However, experiments have shown that such an algorithm generates rougher estimates of the optical flow vectors, in comparison with the classical least-squares estimate. Actually, in all the experiments run it generated an underestimated time to contact when the robot approached an obstacle. Nevertheless, the rougher estimate of the optical flow vectors, from which the time to contact emerges (Dev, Kröse and Groen, 1997a), does not represent any danger to the robot, in this case, once any evasive maneuver is started in advance.

3 OPTICAL FLOW-BASED IMAGE SEGMENTATION

With the objective of making easier to get information about the environment surrounding the robot, it was implemented an image segmentation step entirely based on the optical flow vectors previously calculated. The result of such segmentation is to disclose the distinct objects present in the scene.

The optical flow-based image segmentation is also called segmentation of movement, which consists in grouping the image pixels that perform the same movement. Thus, distinct groups of pixels emerging from the segmentation are associated to different moving objects in the 3D scene (Borshukov et. al., 1997; Tekalp, 1995). Therefore, the optical flow-based segmentation corresponds to group pixels whose optical flow vectors are similar, thus corresponding to the same movement in the image frame considered. Then, considering that the optical flow field is a good representation of the field of movement, each group of pixels emerging from the segmentation is associated to a single 3D structure.

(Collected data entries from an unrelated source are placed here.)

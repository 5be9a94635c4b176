//! 内置命令
//!
//! Noop用于验证部署链路，Webhook把作业载荷投递到外部HTTP端点。
//! 两者都满足幂等约定：Noop没有副作用，Webhook的幂等性由
//! 接收端依据载荷中的稳定标识保证。

use std::sync::Arc;
use std::time::Duration;

use async_trait::async_trait;
use serde_json::json;
use tracing::{debug, info};

use conveyor_core::{
    command::{Command, CommandContext, CommandRegistry},
    errors::{ConveyorError, ConveyorResult},
};

/// 空操作命令：原样返回载荷
pub struct NoopCommand;

#[async_trait]
impl Command for NoopCommand {
    async fn execute(&self, ctx: &CommandContext) -> ConveyorResult<serde_json::Value> {
        debug!("Noop命令执行，作业 {}", ctx.job_id);
        Ok(json!({"echo": ctx.payload}))
    }
}

/// Webhook命令：把载荷里的 body POST 到指定URL
///
/// 载荷格式：
/// ```json
/// {"url": "https://...", "body": {...}, "timeout_seconds": 30}
/// ```
///
/// 网络错误和5xx视为瞬态失败并按重试策略重试，4xx视为
/// 永久失败直接进入死信队列。
pub struct WebhookCommand {
    client: reqwest::Client,
}

impl WebhookCommand {
    pub fn new() -> Self {
        Self {
            client: reqwest::Client::new(),
        }
    }
}

impl Default for WebhookCommand {
    fn default() -> Self {
        Self::new()
    }
}

#[async_trait]
impl Command for WebhookCommand {
    async fn execute(&self, ctx: &CommandContext) -> ConveyorResult<serde_json::Value> {
        let url = ctx
            .payload
            .get("url")
            .and_then(|v| v.as_str())
            .ok_or_else(|| ConveyorError::validation("webhook载荷缺少 url 字段"))?;
        let body = ctx
            .payload
            .get("body")
            .cloned()
            .unwrap_or_else(|| json!({}));
        let timeout_seconds = ctx
            .payload
            .get("timeout_seconds")
            .and_then(|v| v.as_u64())
            .unwrap_or(30);

        info!(
            "作业 {} 调用webhook {} (第 {} 次尝试)",
            ctx.job_id, url, ctx.attempt
        );

        let response = self
            .client
            .post(url)
            .json(&body)
            .timeout(Duration::from_secs(timeout_seconds))
            .send()
            .await
            .map_err(|e| ConveyorError::transient(format!("webhook请求失败: {e}")))?;

        let status = response.status();
        if status.is_success() {
            let response_body = response.text().await.unwrap_or_default();
            Ok(json!({
                "status": status.as_u16(),
                "body": response_body,
            }))
        } else if status.is_server_error() {
            Err(ConveyorError::transient(format!(
                "webhook返回服务端错误: {status}"
            )))
        } else {
            Err(ConveyorError::validation(format!(
                "webhook返回客户端错误: {status}"
            )))
        }
    }
}

/// 注册全部内置命令
pub fn register_builtin_commands(registry: &mut CommandRegistry) -> ConveyorResult<()> {
    registry.register("Noop", || Arc::new(NoopCommand))?;
    registry.register("Webhook", || Arc::new(WebhookCommand::new()))?;
    Ok(())
}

An important aspect, in this sense, is that the accuracy of the result of the segmentation is straightforwardly connected to the accuracy of the optical flow vectors previously calculated (Stöfler, Burkert and Färber, 2000). Actually, after calculating the optical flow vectors as described in Section 2, each vector represents a region of 10x10 pixels in the image, such that a matrix of 24x32 different optical flow vectors is the data to be analyzed in order to detect objects in the image frame. Therefore, the image segmentation process is not time-consuming.

The methods available in the literature for optical flow-based image segmentation can be grouped in three main categories (Borshukov et. al., 1997). The first one corresponds to the use of affine clustering (Wang and Adelson, 1994), meaning to cluster pixels based on an affine optical flow model. For the second category, the segmentation is based on the dominant movement (Bergen, Burt and Hanna, 1992), where in the current iteration the region of dominant movement is identified and the movement it performs is estimated. The procedure is repeated in the next iteration, not including regions previously identified as regions of dominant movement. The third category executes simultaneously the estimation and the segmentation of movements.

The method proposed by Wang and Adelson (1994) is an example of the use of affine clustering to segment movements. It supposes that the optical flow corresponding to an image frame can be described as a set of planar regions in the space of velocity, what means that the optical flow has an affine model in such regions. This way, the optical flow is estimated for the entire image, which is divided in rectangular regions, where the parameters of the affine model of the optical flow are estimated. As the models of regions corresponding to the same object in the real world, they are grouped in a small number of classes by using an adaptive k-means algorithm. An affine model is obtained for each group of regions with similar models, and then each optical flow vector is grouped in one of the resulting classes.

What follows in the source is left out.